Beaucoup de citoyens russes auront, malgré les corrections, entendu un message qui permets de faire germer la petite graine de la désinformation : les gens qui ont attaqué Bruxelles sont les mêmes que ceux qui menacent la Russie, ce qui légitime la stratégie antiterroriste du Kremlin et crée une communauté de souffrance entre l’Europe et la Russie. Ils retiendront également que la Belgique n’aura pas tenu compte des avertissements du renseignement russe, pourtant si prompt à partager ses informations.
Et récupération ukrainienne
Pas mieux côté ukrainien où le patron du Service de sécurité d’Ukraine (SBU) Vasily Gritsak aurait raconté pendant une conférence devant des étudiants que les coupables étaient probablement des Russes : « Je ne serais pas surpris si cela faisait partie de la guerre hybride menée par la Russie. Maintenant, on risque de pointer du doigt Daech… Je ne l’affirme pas, mais je ne serais pas surpris qu’il s’agisse de Russes. »
A condition que cette information soit vraie -elle n’est relayée que par des médias russes-, il s’agit d’une maligne récupération du type auquel sont largement habitués une partie des responsables ukrainiens. Sans aucun élément de preuve, Vasily Gritsak instrumentaliserait ainsi les attentats de Bruxelles dans la lutte qui oppose Kiev à Moscou. Les esprits échauffés, voire paranoïaques, n’hésiteront pas à tisser des liens entre tous ces événements. Cette déclaration a immédiatement suscité de nombreuses et vives réactions au sein du pouvoir russe, outré par le propos.

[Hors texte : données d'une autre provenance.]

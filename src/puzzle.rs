//! 题目与解题步骤。

use std::fmt;

use serde::{Deserialize, Serialize};

use crate::difficulty::Difficulty;
use crate::error::TraceError;
use crate::operator::Operator;

/// 一次二元合并：`left operator right = result`。
#[derive(Debug, Clone, Copy, PartialEq, Eq, Hash, Serialize, Deserialize)]
#[serde(rename_all = "camelCase")]
pub struct ExpressionStep {
    pub operator: Operator,
    pub left: i64,
    pub right: i64,
    pub result: i64,
}

impl ExpressionStep {
    /// 计算并构造一步，运算非法时返回 `None`。
    pub fn evaluate(operator: Operator, left: i64, right: i64) -> Option<Self> {
        operator.apply(left, right).map(|result| ExpressionStep {
            operator,
            left,
            right,
            result,
        })
    }
}

impl fmt::Display for ExpressionStep {
    fn fmt(&self, f: &mut fmt::Formatter<'_>) -> fmt::Result {
        write!(f, "{} {} {} = {}", self.left, self.operator, self.right, self.result)
    }
}

/// 按顺序执行的若干步；4 个数字对应 3 步。
pub type Trace = Vec<ExpressionStep>;

/// 把一串步骤格式化成 `8 / 2 = 4, 4 * 9 = 36, 36 * 1 = 36`。
pub fn format_trace(trace: &[ExpressionStep]) -> String {
    trace
        .iter()
        .map(|step| step.to_string())
        .collect::<Vec<_>>()
        .join(", ")
}

/// 题目的来源：反向合成，或合成失败后取自备用题库。
#[derive(Debug, Clone, Copy, PartialEq, Eq, Serialize, Deserialize)]
#[serde(rename_all = "lowercase")]
pub enum PuzzleSource {
    Synthesized,
    Fallback,
}

/// 一道生成好的题目。返回后不再修改。
#[derive(Debug, Clone, PartialEq, Eq, Serialize, Deserialize)]
#[serde(rename_all = "camelCase")]
pub struct Puzzle {
    pub numbers: [i64; 4],
    /// 备用题目的步骤为空。
    pub solution_trace: Trace,
    pub optimal_move_count: usize,
    pub difficulty: Difficulty,
    pub source: PuzzleSource,
}

impl fmt::Display for Puzzle {
    fn fmt(&self, f: &mut fmt::Formatter<'_>) -> fmt::Result {
        write!(
            f,
            "{:?} [{}, {} moves, {:?}]",
            self.numbers, self.difficulty, self.optimal_move_count, self.source
        )
    }
}

/// 把 `trace` 依次作用在 `numbers` 这个多重集合上，返回最后剩下的那个数。
///
/// 每一步都要求两个操作数当前可用（同值的数字各只能用一次），
/// 并且 `left operator right` 确实等于记录的 `result`；
/// 计算结果放回集合，供后续步骤使用。
pub fn replay(numbers: &[i64], trace: &[ExpressionStep]) -> Result<i64, TraceError> {
    let mut pool = numbers.to_vec();
    for (index, step) in trace.iter().enumerate() {
        let computed = step.operator.apply(step.left, step.right);
        if computed != Some(step.result) {
            return Err(TraceError::WrongResult {
                step: index,
                operator: step.operator.symbol(),
                left: step.left,
                right: step.right,
                claimed: step.result,
            });
        }
        take(&mut pool, step.left, index)?;
        take(&mut pool, step.right, index)?;
        pool.push(step.result);
    }
    match pool.as_slice() {
        [last] => Ok(*last),
        rest => Err(TraceError::Unfinished {
            remaining: rest.len(),
        }),
    }
}

fn take(pool: &mut Vec<i64>, operand: i64, step: usize) -> Result<(), TraceError> {
    let position = pool
        .iter()
        .position(|&n| n == operand)
        .ok_or(TraceError::MissingOperand { step, operand })?;
    pool.swap_remove(position);
    Ok(())
}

La récupération de tels événements est d’autant plus facile que les processus opérationnels terroristes sont désormais repris par des groupes très différents. Au cours des dix derniers jours, des attentats ont ainsi été menés, sur trois continents différents (Europe, Afrique, Moyen-Orient) par des membres de l’Etat islamique, d’Al-Qaeda pour le Maghreb islamique ou encore de radicaux kurdes. Autant de mouvements qui n’ont en commun que la méthode. Facile pour le public de se perdre dans les nuances… Et de se faire récupérer par telle ou telle cause.
Sans oublier la mésinformation
Ces différentes opérations d’influence sont d’autant plus facilitées que dans une situation de crise comme celle-ci, l’ensemble des médias, professionnels ou amateurs, se précipite pour récolter quelques éléments. Dans le temps très court, malgré les efforts qui peuvent être faits pour recouper l’information, des éléments faussés circulent. Ainsi, de prétendues images de vidéosurveillance des attentats ont circulé jusque sur certaines chaînes de télévision ce matin. Il s’agissait en réalité d’un attentat passé à Moscou.
Pour se protéger au mieux de la mésinformation maladroite, et encore plus de la désinformation volontaire, voici quelques réflexes d’hygiène informationnelle en temps de crise :
- Suivre en priorité les conseils donnés par les organismes publics, notamment en ce qui concerne la sécurité. Savoir combien de gens sont morts est loin d’être une urgence à court terme.
- Les médias font ce qu’ils peuvent pour informer au mieux les populations dans des temps très courts. Mais l’urgence fait qu’ils relaient parfois des informations qui s’avèrent fausses. Attention donc à prendre avec parcimonie, même ce que proposent des médias et journalistes tout à fait sérieux.
- Relayez les informations certifiées, notamment des pouvoirs publics, via les réseaux sociaux. Si vous utilisez votre téléphone pour transmettre ces informations et ces consignes de sécurité, préférez un SMS à un appel, pour ne pas saturer les réseaux.
- Ne relayez pas les messages, même de grands médias, tout de suite. Patientez un peu pour être certains que ces informations sont parfaitement vérifiées, afin d’éviter toute contamination de panique par le biais de la rumeur.